American Gigolò, la7, ore 23:45. Lunedì 10 maggio 2021.
Film leggendario del 1980, che issò di colpo un ancora giovane Richard Gere nella A-List hollywoodiana e consacrò Giorgio Armani come re planetario della moda (Gere indossa solo vestiti suoi, e la scena in cui abbina camicia-cravatta-vestito è ormai storia del cinema e del costume. Mentre gli outfit di Lauren Hutton sono di Laura Biagiotti).

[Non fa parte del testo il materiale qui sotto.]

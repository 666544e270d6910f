//! gpu-suballoc: drive a GPU memory pool with a simulated frame loop.
//!
//! Runs the sub-allocator over host memory, with worker tasks allocating and
//! freeing per frame and a fake GPU queue completing epochs late and out of
//! order. Prints the final pool report.

use std::sync::Arc;

use clap::Parser;
use tracing::info;

use gpu_suballoc::config::{Cli, Config};
use gpu_suballoc::gpu::HostMemory;
use gpu_suballoc::pool::new_shared_pool;
use gpu_suballoc::sim::Simulator;

#[tokio::main]
async fn main() -> anyhow::Result<()> {
    let cli = Cli::parse();

    let filter = if cli.verbose {
        "gpu_suballoc=debug"
    } else {
        "gpu_suballoc=info"
    };

    tracing_subscriber::fmt()
        .with_env_filter(
            tracing_subscriber::EnvFilter::try_from_default_env()
                .unwrap_or_else(|_| filter.into()),
        )
        .with_target(true)
        .init();

    info!("gpu-suballoc v{}", env!("CARGO_PKG_VERSION"));

    let mut config = Config::load(&cli.config)?;
    if let Some(frames) = cli.frames {
        config.sim.frames = frames;
    }
    if let Some(workers) = cli.workers {
        config.sim.workers = workers;
    }

    info!(
        initial_size = config.pool.initial_size,
        chunk_size = config.pool.chunk_size(),
        allow_growth = config.pool.allow_growth,
        max_size = ?config.pool.max_size,
        "Pool configuration"
    );

    let memory = Arc::new(HostMemory::new());
    let pool = new_shared_pool(config.pool.clone(), memory.clone(), memory.clone())?;

    let report = Simulator::new(pool, config.sim.clone()).run().await?;
    let transfers = memory.transfer_stats();

    if cli.json {
        println!("{}", serde_json::to_string_pretty(&report)?);
    } else {
        let stats = &report.final_stats;
        println!("frames:               {}", report.frames);
        println!("allocations:          {}", report.allocations);
        println!("frees:                {}", report.frees);
        println!("failed allocations:   {}", report.failed_allocations);
        println!("corrupted:            {}", report.corrupted);
        println!("peak backing store:   {} bytes", report.peak_backing_store_size);
        println!("growths:              {}", stats.growth_count);
        println!("chunks:               {} ({} retired)", stats.chunk_count, stats.retired_chunks);
        println!(
            "growth copies:        {} ({} bytes)",
            transfers.total_copies, transfers.total_bytes
        );
    }

    if report.corrupted > 0 {
        anyhow::bail!("{} allocations were reused while live", report.corrupted);
    }
    Ok(())
}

Film che ha inciso nel sentire e nell’inconscio collettivo globale come pochi, me ne sono reso conto qualche Berlinale fa vedendo un film cinese della sezione Panorama, YE (La notte), in cui il protagonista rifà la mitologica scena della vestizione di Gere. Eppure American Gigolo (l’accento è stat aggiunto in Italia) è molto più di questo. Innanzitutto è, se non il più riuscito, il film di maggior successo di quel gran sceneggiatore e regista che è Paul Schrader, uno che volutamente si è sempe tenuto ai bordi del grosso giro preferendo una ricerca molto personale e assai poco piegata all’industria dell’entertainment. Studioso del cinema rarefattodi Ozu e Bresson, Schrader ha dichiarato di aver importato in questo film qualcosa dei suoi modelli registici. Anche se, del binomio bressoniano colpa-redenzione, American Gigolo percorre con maggior decisione i sentieri della colpa. Julian (Gere) è il più ricercato gigolo di Los Angeles, uno che ci sa fare come pochi. Ma qualcosa e qualcuno manda fuori giri la sua brillante routine: una sua cliente muore, e del delitto viene accusato ingiustamente lui. Intanto si innamora di un’altra cliente, infrangendo le regole ferree della professione. Pagherà caro. Senza forse rendersene pienamente conto, Paul Schrader impone attraverso il personaggio di Julian un nuovo paradigma della virilità (o della non virilità) postmoderna, anche della bellezza maschile, e sta in questo la sua epocalità. L’attuale narcisimo maschile di massa, con il suo culto ossessivo del corpo, viene (anche) da qui, da American Gigolo.